I was searching for an item on the British Museum Archives Website today and stumbled across this coin which was issued by “John Babb in the Bale of Lincolne, I. B. 1668”.
According to John’s Biography at the Museum he “Issued tokens. Possible member of the Mercers’ Company. Master of the Free Grammar School, Louth from 1676 to 1681.”
It’s a bit ironic to me that just days ago, I said that there were no Babbs in Louth, Ireland prior to the 20th Century and it looks like I’ll be needing to eat those words. LOL
I’ve seen this sort of thing happen repeatedly in my research. There are almost 40,000 people in the big Babb tree, yet somehow, I end up working on two or three requests that have a common thread. It’s like the universe is saying to me “but, but, but NO! You got it wrong!!!” Frankly, I’m thankful for the universe and know enough to realize how much there is to learn.
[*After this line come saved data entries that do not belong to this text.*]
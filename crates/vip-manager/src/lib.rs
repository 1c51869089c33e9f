//! vip-manager - keeps a floating virtual IP on the current leader node
//!
//! Leadership is decided elsewhere and recorded as a marker in a coordination
//! store. This crate follows that marker and converges the local interface
//! toward "carry the VIP" or "don't carry the VIP".
//!
//! # Components
//!
//! - **LeadershipWatcher** (`leader` crate): long-polls the marker and emits
//!   an "am I leader" boolean for every change
//! - **StateCoordinator**: owns the desired state, merges leadership updates
//!   with a periodic recheck into wake-ups
//! - **Reconciler**: compares live interface state with the desired state and
//!   adds or removes the address until they agree
//!
//! On shutdown the reconciler always makes one last attempt to release the
//! address before the manager returns.

pub mod address;
pub mod config;
pub mod coordinator;
pub mod manager;
pub mod reconciler;
pub mod types;

pub use address::{AddressBackend, ChangeOutcome, IpRoute2};
pub use config::{Config, ConfigError, LogFormat};
pub use coordinator::StateCoordinator;
pub use manager::VipManager;
pub use reconciler::{ReconcileStats, Reconciler};
pub use types::{CommandPaths, ManagerConfig, ProbeConfig, VipConfig};
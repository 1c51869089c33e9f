//! vip-manager binary

use clap::Parser;
use std::path::PathBuf;
use tokio::signal::unix::{SignalKind, signal};
use tokio_util::sync::CancellationToken;
use vip_manager::{Config, LogFormat, VipManager};

#[derive(Parser, Debug)]
#[command(name = "vip-manager", version, about = "Keeps a virtual IP on the current leader node")]
struct Args {
    /// Configuration file (defaults to the standard search paths)
    #[arg(short, long)]
    config: Option<PathBuf>,
}

#[tokio::main]
async fn main() -> Result<(), Box<dyn std::error::Error>> {
    let args = Args::parse();

    // Can't use tracing yet - not initialized
    let config = match Config::load(args.config.as_deref()) {
        Ok(cfg) => cfg,
        Err(e) => {
            eprintln!("Configuration error: {}", e);
            return Err(e.into());
        }
    };

    match config.logging.format {
        LogFormat::Text => common::logging::init(config.log_level()),
        LogFormat::Json => common::logging::init_json(config.log_level()),
    }

    tracing::info!(version = env!("CARGO_PKG_VERSION"), "vip-manager starting");

    let manager = VipManager::new(&config)?;

    let cancel = CancellationToken::new();
    tokio::spawn(shutdown_on_signal(cancel.clone()));

    let stats = manager.run(cancel).await;

    tracing::info!(
        passes = stats.passes,
        configures = stats.configures,
        deconfigures = stats.deconfigures,
        failures = stats.failures,
        "vip-manager stopped"
    );

    Ok(())
}

/// Cancel on SIGINT or SIGTERM
async fn shutdown_on_signal(cancel: CancellationToken) {
    let interrupt = async {
        if let Err(e) = tokio::signal::ctrl_c().await {
            tracing::warn!(error = %e, "Failed to listen for SIGINT");
            std::future::pending::<()>().await;
        }
    };

    let terminate = async {
        match signal(SignalKind::terminate()) {
            Ok(mut stream) => {
                stream.recv().await;
            }
            Err(e) => {
                tracing::warn!(error = %e, "Failed to listen for SIGTERM");
                std::future::pending::<()>().await;
            }
        }
    };

    tokio::select! {
        _ = interrupt => tracing::info!("Received SIGINT, shutting down"),
        _ = terminate => tracing::info!("Received SIGTERM, shutting down"),
    }

    cancel.cancel();
}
Lincoln and even Lincolnshire aren’t locations that are synonymous with the Babb surname. The tree has only 7 people in the city and 82 in the county. So, I had to do some research just to make this post.
An English cousin helped me sort it out. “The Baile” is now known as “The Bayle”. It is an area in the town of Lincoln that surrounds a street known as Bailgate.
There are two landmarks in close proximity to Bailgate aka The Bayle. They are Lincoln Cathedral and Lincoln Castle.
Why was the token created?
According to the entry for this “trade” token (token | British Museum) it is made of an Alloy material. The Obverse (front side) contains the (Mercer’s) Merchant’s Arms. The Reverse (back side) contains the rest of the inscription and the date. A mercer is defined by Merriam Webster as “a dealer in textile fabrics, especially silks, velvets, and other fine materials.”
While this is not proof, it is likely what caused the British Museum to link John to a school in Louth County, Ireland where a John Babb was the Master of the Free Grammar School. I’m not yet ready to say that they are the same person. The two locations are very far apart. But there is clearly a Babb presence in Louth prior to 1900.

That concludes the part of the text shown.